ALTER TABLE agent_audit_log
ADD COLUMN chain_epoch INTEGER NOT NULL DEFAULT 0,
ADD COLUMN prev_hash BYTEA,
ADD COLUMN row_hash BYTEA;

-- Deterministic chain order index: supports the verifier's per-session walk
-- and the advisory-lock contention pattern.
CREATE INDEX idx_audit_log_session_chain
ON agent_audit_log (session_id, chain_epoch, created_at, id)
WHERE chain_epoch >= 1;

-- Partial CHECK: if chain_epoch >= 1, both hash columns must be populated.
ALTER TABLE agent_audit_log
ADD CONSTRAINT audit_log_hash_populated_when_epoch_ge_1
CHECK (chain_epoch = 0 OR (prev_hash IS NOT NULL AND row_hash IS NOT NULL));

-- Append-only semantics already in place (migration 017): REVOKE UPDATE, DELETE.
-- No additional grants needed.

-- Cutover pointer: when the code flips on, first row per session writes epoch=1.
-- Pointer stored as a single row in platform_feature_flags:
INSERT INTO platform_feature_flags (key, value, description, updated_by)
VALUES (
'audit.chain_enabled',
'false',
'Enables hash-chaining on new audit_log rows. On flip to true, all subsequent rows get chain_epoch>=1.',
'00000000-0000-0000-0000-000000000000'
) ON CONFLICT (key) DO NOTHING;
-- migrations/00NN_audit_log_hash_chain.down.sql
ALTER TABLE agent_audit_log
DROP CONSTRAINT IF EXISTS audit_log_hash_populated_when_epoch_ge_1;
DROP INDEX IF EXISTS idx_audit_log_session_chain;
ALTER TABLE agent_audit_log
DROP COLUMN IF EXISTS chain_epoch,
DROP COLUMN IF EXISTS prev_hash,
DROP COLUMN IF EXISTS row_hash;

No migration to flip epoch on existing rows. They stay at chain_epoch=0 permanently. The verifier treats chain_epoch=0 rows as out of scope — tamper on those rows is undetectable by this mechanism (accepted trade-off).

3. Go interfaces

// internal/runtime/audit/hashchain.go (new)
package audit

import (
"crypto/sha256"
"time"

"github.com/google/uuid"
)

// Hasher computes deterministic per-row audit hashes.
type Hasher interface {
// ComputeRowHash computes SHA-256 over the canonical serialization of `row`
// prepended with the previous row's hash (32 zero bytes at chain root).
ComputeRowHash(prevHash []byte, row *Row) (rowHash []byte, err error)
}

// CanonicalBytes produces RFC 8785 JCS output for the audit row content fields
// that are included in the chain input. See §4 for the exact field list.
func CanonicalBytes(row *Row) ([]byte, error)
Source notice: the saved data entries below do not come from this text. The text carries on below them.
//! # Obstacle Scheduler
//!
//! Per-lane countdowns that space obstacles along each lane.
//!
//! A lane's timer holds the number of non-ramp tiles still to pass before its
//! next obstacle. Ramp tiles are invisible to the countdown: they neither
//! consume nor reset it. When the timer reaches zero the current tile gets an
//! obstacle and the timer is re-rolled from the spacing window, so the gap
//! between two obstacles in one lane is always in `[min, max)` non-ramp tiles.

use crate::random::RandomSource;
use crate::tile::{ObstacleKind, TileRecord};

/// Half-open range of non-ramp tiles between obstacles in one lane.
#[derive(Clone, Copy, Debug, PartialEq, Eq)]
pub struct SpacingWindow {
    /// Inclusive lower bound.
    pub min: u32,
    /// Exclusive upper bound. Equal to `min` means exactly `min`.
    pub max: u32,
}

impl SpacingWindow {
    /// Creates a spacing window.
    #[inline]
    #[must_use]
    pub const fn new(min: u32, max: u32) -> Self {
        Self { min, max }
    }

    fn roll<R: RandomSource + ?Sized>(self, rng: &mut R) -> u32 {
        rng.uniform_int(self.min, self.max)
    }
}

/// Per-lane obstacle countdowns.
#[derive(Clone, Debug, Default, PartialEq, Eq)]
pub struct ObstacleScheduler {
    timers: Vec<u32>,
}

impl ObstacleScheduler {
    /// Creates a scheduler with no lanes. Call [`ObstacleScheduler::reset`] before use.
    #[must_use]
    pub fn new() -> Self {
        Self::default()
    }

    /// Current countdown of every lane.
    #[inline]
    #[must_use]
    pub fn timers(&self) -> &[u32] {
        &self.timers
    }

    /// Number of lanes the timers were rolled for.
    #[inline]
    #[must_use]
    pub fn lane_count(&self) -> usize {
        self.timers.len()
    }

    /// Rolls a fresh countdown for each of `lanes` lanes, in lane order.
    pub fn reset<R: RandomSource + ?Sized>(&mut self, lanes: u32, window: SpacingWindow, rng: &mut R) {
        self.timers.clear();
        self.timers.extend((0..lanes).map(|_| window.roll(rng)));
    }

    /// Places obstacles on one finished layer.
    ///
    /// Does nothing when the catalog is empty. Returns the number of
    /// obstacles placed.
    pub fn schedule_layer<R: RandomSource + ?Sized>(
        &mut self,
        layer: &mut [TileRecord],
        catalog: &[ObstacleKind],
        window: SpacingWindow,
        rng: &mut R,
    ) -> usize {
        if catalog.is_empty() {
            return 0;
        }
        debug_assert_eq!(layer.len(), self.timers.len());

        let mut placed = 0;
        for (tile, timer) in layer.iter_mut().zip(self.timers.iter_mut()) {
            if tile.is_ramp() {
                continue;
            }
            if *timer != 0 {
                *timer -= 1;
                continue;
            }

            let pick = rng.uniform_int(0, u32::try_from(catalog.len()).unwrap_or(u32::MAX));
            tile.place_obstacle(catalog[pick as usize].clone());
            *timer = window.roll(rng);
            placed += 1;
        }
        placed
    }
}
//! # Generation Error Types
//!
//! All errors that can occur while generating or tearing down a level.

use thiserror::Error;

use crate::tile::TileCoord;

/// Configuration rejected at generate-time.
///
/// Raised before any mutation: the grid, timers and backend are untouched.
#[derive(Error, Debug, Clone, PartialEq, Eq)]
pub enum ConfigError {
    /// A level needs at least one lane.
    #[error("lane count must be at least 1")]
    ZeroLanes,

    /// A level needs at least one height level.
    #[error("height level count must be at least 1")]
    ZeroHeightLevels,

    /// The obstacle spacing window is inverted.
    #[error("obstacle spacing window is inverted: min {min} > max {max}")]
    InvertedObstacleSpacing {
        /// Configured minimum spacing.
        min: u32,
        /// Configured maximum spacing.
        max: u32,
    },

    /// A probability is NaN or outside [0, 1].
    #[error("probability `{name}` must be within [0, 1], got {value}")]
    ProbabilityOutOfRange {
        /// Name of the offending field.
        name: &'static str,
        /// The rejected value, formatted.
        value: String,
    },

    /// Extension requested with a lane count the existing grid was not built with.
    #[error("cannot extend a {grid}-lane level with a {config}-lane configuration")]
    LaneCountMismatch {
        /// Lanes in the existing grid.
        grid: u32,
        /// Lanes in the configuration.
        config: u32,
    },

    /// Extension requested with a different number of height levels.
    #[error("cannot extend a level of {grid} height levels with {config} height levels")]
    HeightLevelMismatch {
        /// Height levels in the existing grid.
        grid: u32,
        /// Height levels in the configuration.
        config: u32,
    },

    /// Configuration file could not be parsed.
    #[error("invalid configuration file: {0}")]
    Parse(String),

    /// Configuration file could not be read.
    #[error("cannot read configuration file: {0}")]
    Io(String),
}

/// The render backend failed to realize an object.
#[derive(Error, Debug, Clone, PartialEq, Eq)]
#[error("{reason}")]
pub struct SpawnError {
    /// Backend-provided reason.
    pub reason: String,
}

impl SpawnError {
    /// Creates a spawn error with the given reason.
    #[must_use]
    pub fn new(reason: impl Into<String>) -> Self {
        Self {
            reason: reason.into(),
        }
    }
}

/// Errors surfaced by the level generator.
#[derive(Error, Debug, Clone, PartialEq, Eq)]
pub enum LevelError {
    /// Configuration failed validation; nothing was mutated.
    #[error("invalid configuration: {0}")]
    InvalidConfiguration(#[from] ConfigError),

    /// The backend failed while realizing a tile.
    ///
    /// Layers committed earlier in the batch stay committed. The failed layer
    /// is rolled back and its handles released.
    #[error("backend failed to spawn tile at lane {} layer {}: {source}", .coord.lane, .coord.forward_index)]
    BackendSpawnFailure {
        /// The tile being realized.
        coord: TileCoord,
        /// The backend's error.
        source: SpawnError,
    },
}

/// Result type for generation operations.
pub type LevelResult<T> = Result<T, LevelError>;
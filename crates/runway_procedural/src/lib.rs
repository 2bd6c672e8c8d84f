//! # RUNWAY Procedural Generation
//!
//! Endless-runner levels built layer by layer: parallel lanes, discrete
//! heights, ramps and spaced obstacles.
//!
//! ## Design Principles
//!
//! 1. **Always traversable**: no committed layer has a climb without a ramp
//!    or a way around it
//! 2. **Incremental**: levels extend one layer at a time with no look-ahead
//! 3. **Deterministic**: same seed and configuration, same level
//! 4. **Headless**: geometry is realized through [`SpawnBackend`]
//!
//! ## Core Components
//!
//! - [`LevelGenerator`]: drives generation and owns the level
//! - [`TileGrid`] / [`TileRecord`]: the generated level
//! - [`ObstacleScheduler`]: per-lane obstacle spacing
//! - [`LevelConfig`]: tuning, loadable from TOML
//! - [`RandomSource`] / [`SeededRandom`]: swappable randomness
//!
//! ## Example
//!
//! ```rust
//! use runway_procedural::{HeadlessBackend, LevelConfig, LevelGenerator, LevelSeed};
//!
//! let mut generator = LevelGenerator::with_seed(
//!     LevelConfig::default().with_lanes(5),
//!     HeadlessBackend::new(),
//!     LevelSeed::new(12345),
//! );
//! generator.generate(50, true)?;
//! assert!(generator.grid().death_walls().is_empty());
//! # Ok::<(), runway_procedural::LevelError>(())
//! ```

#![deny(missing_docs)]
#![deny(unsafe_code)]
#![deny(clippy::all)]
#![warn(clippy::pedantic)]
#![deny(clippy::perf)]

pub mod backend;
pub mod config;
pub mod error;
pub mod generator;
pub mod grid;
pub mod obstacles;
pub mod random;
pub mod terrain;
pub mod tile;

pub use backend::{HeadlessBackend, SpawnBackend};
pub use config::{GeometryParams, LevelConfig};
pub use error::{ConfigError, LevelError, LevelResult, SpawnError};
pub use generator::{BatchStats, LevelGenerator};
pub use grid::TileGrid;
pub use obstacles::{ObstacleScheduler, SpacingWindow};
pub use random::{LevelSeed, RandomSource, SeededRandom};
pub use terrain::RepairOutcome;
pub use tile::{ObstacleKind, RenderHandle, TileCoord, TileRecord};
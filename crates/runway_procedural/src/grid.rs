//! # Tile Grid
//!
//! Append-only table of tile records indexed by (layer, lane).
//!
//! Layers are only ever pushed at the far end. The generator pops a layer
//! back off only when it failed before commit.

use crate::tile::{TileCoord, TileRecord};

/// Generated level, one `Vec` of lane tiles per layer.
#[derive(Clone, Debug, Default, PartialEq, Eq)]
pub struct TileGrid {
    lane_count: u32,
    height_levels: u32,
    layers: Vec<Vec<TileRecord>>,
}

impl TileGrid {
    /// Creates an empty grid for the given shape.
    #[must_use]
    pub fn new(lane_count: u32, height_levels: u32) -> Self {
        Self {
            lane_count,
            height_levels,
            layers: Vec::new(),
        }
    }

    /// Lanes per layer.
    #[inline]
    #[must_use]
    pub const fn lane_count(&self) -> u32 {
        self.lane_count
    }

    /// Height levels the grid was generated with.
    #[inline]
    #[must_use]
    pub const fn height_levels(&self) -> u32 {
        self.height_levels
    }

    /// Number of layers.
    #[inline]
    #[must_use]
    pub fn len(&self) -> usize {
        self.layers.len()
    }

    /// Whether no layer has been generated.
    #[inline]
    #[must_use]
    pub fn is_empty(&self) -> bool {
        self.layers.is_empty()
    }

    /// Tiles of one layer, in lane order.
    #[must_use]
    pub fn layer(&self, forward_index: u32) -> Option<&[TileRecord]> {
        self.layers.get(forward_index as usize).map(Vec::as_slice)
    }

    /// The furthest layer.
    #[must_use]
    pub fn last_layer(&self) -> Option<&[TileRecord]> {
        self.layers.last().map(Vec::as_slice)
    }

    /// One tile.
    #[must_use]
    pub fn tile(&self, coord: TileCoord) -> Option<&TileRecord> {
        self.layer(coord.forward_index)?.get(coord.lane as usize)
    }

    /// Iterates layers from nearest to furthest.
    pub fn layers(&self) -> impl DoubleEndedIterator<Item = &[TileRecord]> + ExactSizeIterator + '_ {
        self.layers.iter().map(Vec::as_slice)
    }

    /// Iterates every tile, layer by layer, lane by lane.
    pub fn tiles(&self) -> impl Iterator<Item = &TileRecord> + '_ {
        self.layers.iter().flatten()
    }

    /// Every tile whose climb has no ramp and no safe side lane.
    ///
    /// A side lane is safe when it started no higher than this lane and did
    /// not climb, or climbed by a ramp. An empty result means every layer can
    /// be entered from the one before it.
    ///
    /// A ramped side lane counts as level even though its height rose, so a
    /// climb next to a ramp is not a wall. That matches the repair pass, which
    /// treats already-ramped lanes as level when judging their neighbours.
    #[must_use]
    pub fn death_walls(&self) -> Vec<TileCoord> {
        let mut walls = Vec::new();
        for pair in self.layers.windows(2) {
            let (prev, current) = (&pair[0], &pair[1]);
            for (lane, tile) in current.iter().enumerate() {
                let prev_height = prev[lane].height();
                if tile.height() <= prev_height || tile.is_ramp() {
                    continue;
                }
                let safe_side = [lane.checked_sub(1), Some(lane + 1)]
                    .into_iter()
                    .flatten()
                    .filter(|&side| side < current.len())
                    .any(|side| {
                        let side_prev = prev[side].height();
                        let side_tile = &current[side];
                        side_prev <= prev_height
                            && (side_tile.height() <= side_prev || side_tile.is_ramp())
                    });
                if !safe_side {
                    walls.push(tile.coord());
                }
            }
        }
        walls
    }

    pub(crate) fn push_layer(&mut self, layer: Vec<TileRecord>) {
        debug_assert_eq!(layer.len(), self.lane_count as usize);
        self.layers.push(layer);
    }

    pub(crate) fn pop_layer(&mut self) -> Option<Vec<TileRecord>> {
        self.layers.pop()
    }

    pub(crate) fn last_layer_mut(&mut self) -> Option<&mut Vec<TileRecord>> {
        self.layers.last_mut()
    }

    pub(crate) fn tiles_mut(&mut self) -> impl Iterator<Item = &mut TileRecord> + '_ {
        self.layers.iter_mut().flatten()
    }
}
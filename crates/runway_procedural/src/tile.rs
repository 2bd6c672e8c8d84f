//! # Tile Records
//!
//! One record per lane-cell of a generated layer.
//!
//! A record's coordinates are fixed at creation. Height and ramp flag are only
//! touched by the repair pass of the layer that created it; the obstacle is
//! set at most once by the scheduler. After that the record is frozen and
//! only gains the render handles returned by the backend.

use serde::{Deserialize, Serialize};

/// Position of a tile in the level grid.
#[derive(Clone, Copy, Debug, Default, PartialEq, Eq, Hash, PartialOrd, Ord)]
pub struct TileCoord {
    /// Lane index (0..lane count).
    pub lane: u32,
    /// Layer index along the travel axis.
    pub forward_index: u32,
}

impl TileCoord {
    /// Creates a new tile coordinate.
    #[inline]
    #[must_use]
    pub const fn new(lane: u32, forward_index: u32) -> Self {
        Self {
            lane,
            forward_index,
        }
    }
}

/// An entry of the obstacle catalog.
///
/// The generator never inspects it; the backend decides what it looks like.
#[derive(Clone, Debug, PartialEq, Eq, Hash, Serialize, Deserialize)]
#[serde(transparent)]
pub struct ObstacleKind(String);

impl ObstacleKind {
    /// Creates an obstacle kind from its catalog name.
    #[must_use]
    pub fn new(name: impl Into<String>) -> Self {
        Self(name.into())
    }

    /// Returns the catalog name.
    #[inline]
    #[must_use]
    pub fn name(&self) -> &str {
        &self.0
    }
}

/// Opaque handle to an object realized by a spawn backend.
#[derive(Clone, Copy, Debug, PartialEq, Eq, Hash, PartialOrd, Ord)]
pub struct RenderHandle(pub u64);

/// Generation state of a single lane-cell.
#[derive(Clone, Debug, PartialEq, Eq)]
pub struct TileRecord {
    coord: TileCoord,
    height: u32,
    is_ramp: bool,
    obstacle: Option<ObstacleKind>,
    handles: Vec<RenderHandle>,
}

impl TileRecord {
    /// Creates a flat, obstacle-free tile.
    #[must_use]
    pub fn new(coord: TileCoord, height: u32) -> Self {
        Self {
            coord,
            height,
            is_ramp: false,
            obstacle: None,
            handles: Vec::new(),
        }
    }

    /// Grid position of this tile.
    #[inline]
    #[must_use]
    pub const fn coord(&self) -> TileCoord {
        self.coord
    }

    /// Lane index.
    #[inline]
    #[must_use]
    pub const fn lane(&self) -> u32 {
        self.coord.lane
    }

    /// Layer index.
    #[inline]
    #[must_use]
    pub const fn forward_index(&self) -> u32 {
        self.coord.forward_index
    }

    /// Discrete height level. For ramps this is the exit (top) height.
    #[inline]
    #[must_use]
    pub const fn height(&self) -> u32 {
        self.height
    }

    /// Whether this tile climbs one level.
    #[inline]
    #[must_use]
    pub const fn is_ramp(&self) -> bool {
        self.is_ramp
    }

    /// The obstacle placed on this tile, if any.
    #[inline]
    #[must_use]
    pub fn obstacle(&self) -> Option<&ObstacleKind> {
        self.obstacle.as_ref()
    }

    /// Handles of everything the backend spawned for this tile.
    #[inline]
    #[must_use]
    pub fn handles(&self) -> &[RenderHandle] {
        &self.handles
    }

    /// Turns the tile into a ramp exiting at `height`.
    pub(crate) fn make_ramp(&mut self, height: u32) {
        debug_assert!(self.obstacle.is_none(), "ramps never carry obstacles");
        self.is_ramp = true;
        self.height = height;
    }

    /// Places an obstacle. Ramps are rejected by the scheduler before this.
    pub(crate) fn place_obstacle(&mut self, kind: ObstacleKind) {
        debug_assert!(!self.is_ramp, "ramps never carry obstacles");
        debug_assert!(self.obstacle.is_none(), "obstacle set twice");
        self.obstacle = Some(kind);
    }

    pub(crate) fn attach_handle(&mut self, handle: RenderHandle) {
        self.handles.push(handle);
    }

    /// Removes and returns every attached handle, oldest first.
    pub(crate) fn drain_handles(&mut self) -> std::vec::Drain<'_, RenderHandle> {
        self.handles.drain(..)
    }
}

#[cfg(test)]
mod tests {
    use super::*;

    #[test]
    fn test_new_tile_is_flat_and_empty() {
        let tile = TileRecord::new(TileCoord::new(2, 7), 1);

        assert_eq!(tile.lane(), 2);
        assert_eq!(tile.forward_index(), 7);
        assert_eq!(tile.height(), 1);
        assert!(!tile.is_ramp());
        assert!(tile.obstacle().is_none());
        assert!(tile.handles().is_empty());
    }

    #[test]
    fn test_handles_drain_in_order() {
        let mut tile = TileRecord::new(TileCoord::new(0, 0), 0);
        tile.attach_handle(RenderHandle(4));
        tile.attach_handle(RenderHandle(9));

        let drained: Vec<_> = tile.drain_handles().collect();
        assert_eq!(drained, vec![RenderHandle(4), RenderHandle(9)]);
        assert!(tile.handles().is_empty());
    }

    #[test]
    fn test_obstacle_kind_deserializes_from_plain_string() {
        #[derive(Deserialize)]
        struct Catalog {
            obstacles: Vec<ObstacleKind>,
        }

        let catalog: Catalog = toml::from_str(r#"obstacles = ["barrier", "hurdle"]"#).unwrap();
        assert_eq!(catalog.obstacles[1].name(), "hurdle");
    }
}
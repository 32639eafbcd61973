//! Error types for health export parsing.

use thiserror::Error;

/// Errors that abort an import because the document itself is unusable.
///
/// Individual records that cannot be used (unknown type, missing timestamp,
/// non-numeric value) are not errors; importers skip them silently.
///
/// This enum is marked `#[non_exhaustive]` to allow adding new error variants
/// in future versions without breaking downstream code.
#[derive(Debug, Error)]
#[non_exhaustive]
pub enum ParseError {
    /// The markup could not be parsed.
    #[error("Malformed document at byte {position}: {message}")]
    Malformed { position: u64, message: String },

    /// The document contains no root element at all.
    #[error("Document has no root element")]
    MissingRoot,

    /// The document ended while elements were still open.
    #[error("Unexpected end of document: {0} element(s) left open")]
    Truncated(usize),

    /// The document could not be read.
    #[error("Failed to read document: {0}")]
    Io(#[from] std::io::Error),

    /// A metric key was not recognized.
    #[error("Unknown metric: {0}")]
    UnknownMetric(String),
}

/// Result type alias using pulsebook-types' ParseError type.
pub type ParseResult<T> = std::result::Result<T, ParseError>;
use std::io;

use anyhow::Result;
use clap::{CommandFactory, Parser};
use tracing_subscriber::EnvFilter;

mod cli;
mod commands;
mod config;
mod format;

use cli::{Cli, Commands};
use commands::{cmd_config, cmd_history, cmd_import, cmd_info, cmd_show, cmd_summary};
use config::{Config, resolve_db_path};

fn main() -> Result<()> {
    let cli = Cli::parse();

    // Handle completions command early (before tracing init)
    if let Commands::Completions { shell } = cli.command {
        let mut cmd = Cli::command();
        clap_complete::generate(shell, &mut cmd, "pulsebook", &mut io::stdout());
        return Ok(());
    }

    // When quiet mode is enabled, suppress info-level logging
    let filter = if cli.quiet {
        EnvFilter::new("warn")
    } else if cli.verbose {
        EnvFilter::new("debug")
    } else {
        EnvFilter::try_from_default_env().unwrap_or_else(|_| EnvFilter::new("info"))
    };

    // Logs go to stderr so JSON on stdout stays parseable
    tracing_subscriber::fmt()
        .with_env_filter(filter)
        .with_writer(io::stderr)
        .init();

    let config = Config::load();
    let db_path = resolve_db_path(cli.db, &config);
    tracing::debug!("Using database {}", db_path.display());

    match cli.command {
        Commands::Import { file, output } => cmd_import(&file, &output, &db_path, &config),
        Commands::Show {
            days,
            all,
            metric,
            output,
        } => cmd_show(days, all, &metric, &output, &db_path, &config),
        Commands::Summary { output } => cmd_summary(&output, &db_path, &config),
        Commands::History { limit, output } => cmd_history(limit, &output, &db_path, &config),
        Commands::Info { output } => cmd_info(&output, &db_path, &config),
        Commands::Config { action } => cmd_config(action, &config, &db_path),
        Commands::Completions { .. } => unreachable!("handled above"),
    }
}
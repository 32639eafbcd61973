//! Output formatting utilities for text and JSON output.

use std::fmt::Write as _;

use anyhow::Result;
use pulsebook_store::{CompanionSnapshot, SyncHistoryEntry, TableCount};
use pulsebook_types::{HealthDataset, Metric, SeriesPoint};
use serde::Serialize;
use tabled::{builder::Builder, settings::Style};

/// Points listed per series in text output before eliding.
const TEXT_POINTS: usize = 7;

/// Serialize value to JSON string, respecting the compact option.
pub fn as_json<T: Serialize>(value: &T, compact: bool) -> Result<String> {
    let json = if compact {
        serde_json::to_string(value)?
    } else {
        serde_json::to_string_pretty(value)?
    };
    Ok(json + "\n")
}

/// Format a single value in the metric's precision.
#[must_use]
pub fn format_value(metric: Metric, value: f64) -> String {
    format!("{:.*}", metric.decimals() as usize, value)
}

fn format_point(metric: Metric, point: &SeriesPoint) -> String {
    format!(
        "{} {} {}",
        point.key,
        format_value(metric, point.value),
        metric.value_field()
    )
}

/// Text rendering of a dataset: one block per non-empty series, newest
/// points last.
pub fn format_dataset_text(dataset: &HealthDataset, last_sync: Option<&str>) -> String {
    let mut out = String::new();

    match last_sync {
        Some(date) => {
            let _ = writeln!(out, "Last import: {}", date);
        }
        None => {
            let _ = writeln!(out, "No imports yet. Run 'pulsebook import <FILE>' first.");
        }
    }

    if dataset.is_empty() {
        let _ = writeln!(out, "No data in range.");
        return out;
    }

    for (metric, points) in dataset.iter().filter(|(_, p)| !p.is_empty()) {
        let _ = writeln!(out, "\n{} ({} entries)", metric, points.len());
        let skip = points.len().saturating_sub(TEXT_POINTS);
        if skip > 0 {
            let _ = writeln!(out, "  ... {} earlier", skip);
        }
        for point in &points[skip..] {
            let _ = writeln!(out, "  {}", format_point(metric, point));
        }
    }

    let workouts = dataset.workouts();
    if !workouts.is_empty() {
        let _ = writeln!(out, "\nworkouts ({} entries)", workouts.len());
        let skip = workouts.len().saturating_sub(TEXT_POINTS);
        if skip > 0 {
            let _ = writeln!(out, "  ... {} earlier", skip);
        }
        for w in &workouts[skip..] {
            let _ = writeln!(
                out,
                "  {} {} {} min {} kcal",
                w.date, w.activity, w.duration, w.calories
            );
        }
    }

    out
}

/// JSON rendering of a dataset together with the last import date.
pub fn format_dataset_json(
    dataset: &HealthDataset,
    last_sync: Option<&str>,
    compact: bool,
) -> Result<String> {
    let value = serde_json::json!({
        "data": dataset,
        "lastSync": last_sync,
    });
    as_json(&value, compact)
}

pub fn format_snapshot_text(snapshot: Option<&CompanionSnapshot>) -> String {
    let Some(s) = snapshot else {
        return "No data yet. Run 'pulsebook import <FILE>' first.\n".to_string();
    };

    let mut out = String::new();
    let _ = writeln!(out, "As of {}", s.last_updated);
    let _ = writeln!(out, "\nToday");
    let _ = writeln!(out, "  Sleep:     {:.1} h", s.today.sleep);
    let _ = writeln!(out, "  Steps:     {}", s.today.steps);
    let _ = writeln!(out, "  Energy:    {} kcal", s.today.energy);
    let _ = writeln!(out, "  Exercise:  {} min", s.today.exercise);
    let _ = writeln!(out, "  Stand:     {} h", s.today.stand);
    let _ = writeln!(out, "\n7-day average");
    let _ = writeln!(out, "  Sleep:     {:.1} h", s.averages.sleep);
    let _ = writeln!(out, "  Steps:     {}", s.averages.steps);
    let _ = writeln!(out, "\nVitals");
    let _ = writeln!(out, "  Weight:    {}", optional(s.vitals.weight, "kg"));
    let _ = writeln!(
        out,
        "  Resting:   {}",
        optional(s.vitals.resting_hr.map(|v| v as f64), "bpm")
    );
    let _ = writeln!(out, "  VO2max:    {}", optional(s.vitals.vo2_max, ""));
    out
}

fn optional(value: Option<f64>, unit: &str) -> String {
    match value {
        Some(v) if unit.is_empty() => format!("{}", v),
        Some(v) => format!("{} {}", v, unit),
        None => "-".to_string(),
    }
}

#[must_use]
pub fn format_history_text(entries: &[SyncHistoryEntry]) -> String {
    if entries.is_empty() {
        return "No imports yet.\n".to_string();
    }

    let mut builder = Builder::default();
    builder.push_record(["ID", "Date", "Entries", "File"]);
    for entry in entries {
        builder.push_record([
            entry.id.to_string(),
            entry.sync_date.clone(),
            entry.records_imported.to_string(),
            entry.file_path.clone().unwrap_or_else(|| "-".to_string()),
        ]);
    }

    let mut table = builder.build();
    table.with(Style::rounded());
    format!("{}\n", table)
}

#[must_use]
pub fn format_table_counts_text(counts: &[TableCount]) -> String {
    let mut builder = Builder::default();
    builder.push_record(["Table", "Rows"]);
    for count in counts {
        builder.push_record([count.table.clone(), count.rows.to_string()]);
    }

    let mut table = builder.build();
    table.with(Style::rounded());
    format!("{}\n", table)
}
// Row is the audit row content (subset of SQL columns that participate in the hash).
type Row struct {
ID uuid.UUID
OrgID uuid.UUID
AgentID uuid.UUID
SessionID uuid.UUID
ActionType string
Decision string
InputHash []byte // existing column, precomputed
OutputHash []byte
Detail json.RawMessage
ProvenanceChain json.RawMessage
DurationMs int64
TokenUsage json.RawMessage
CreatedAt time.Time // must be UTC, RFC3339Nano
}

// ChainWriter is the write-side helper. InsertBatch in pgstore delegates here.
type ChainWriter interface {
// AppendBatch inserts the provided rows as a chained batch for a single session.
// Takes pg_advisory_xact_lock(hashtext('audit_chain:' || session_id)) to serialise
// writers for the same session; different sessions parallelise.
AppendBatch(ctx context.Context, tx Tx, sessionID uuid.UUID, rows []*Row) error
}

// Verifier walks a chain and reports integrity.
type Verifier interface {
VerifySession(ctx context.Context, orgID, sessionID uuid.UUID) (*VerifyReport, error)
VerifyOrg(ctx context.Context, orgID uuid.UUID, since, until time.Time) (*VerifyReport, error)
}

type VerifyReport struct {
OK bool
TotalRows int
BrokenAtRow int // 1-based index within the session, 0 when OK
BrokenRowID uuid.UUID // zero uuid when OK
SessionID uuid.UUID
VerifiedAt time.Time
}

Canonical byte layout for ComputeRowHash

input = prev_hash (32 bytes; 32 zero bytes when first row of a session at epoch>=1)
|| JCS(row_as_json_object)
output = SHA256(input)

Where row_as_json_object is an ordered JSON object with keys:

id, org_id, agent_id, session_id,
action_type, decision,
input_hash_hex, output_hash_hex,
detail, provenance_chain,
duration_ms, token_usage,
created_at (RFC3339Nano UTC)

The chain_epoch, prev_hash, and row_hash columns are NOT inputs to the hash (they are outputs / chain-metadata).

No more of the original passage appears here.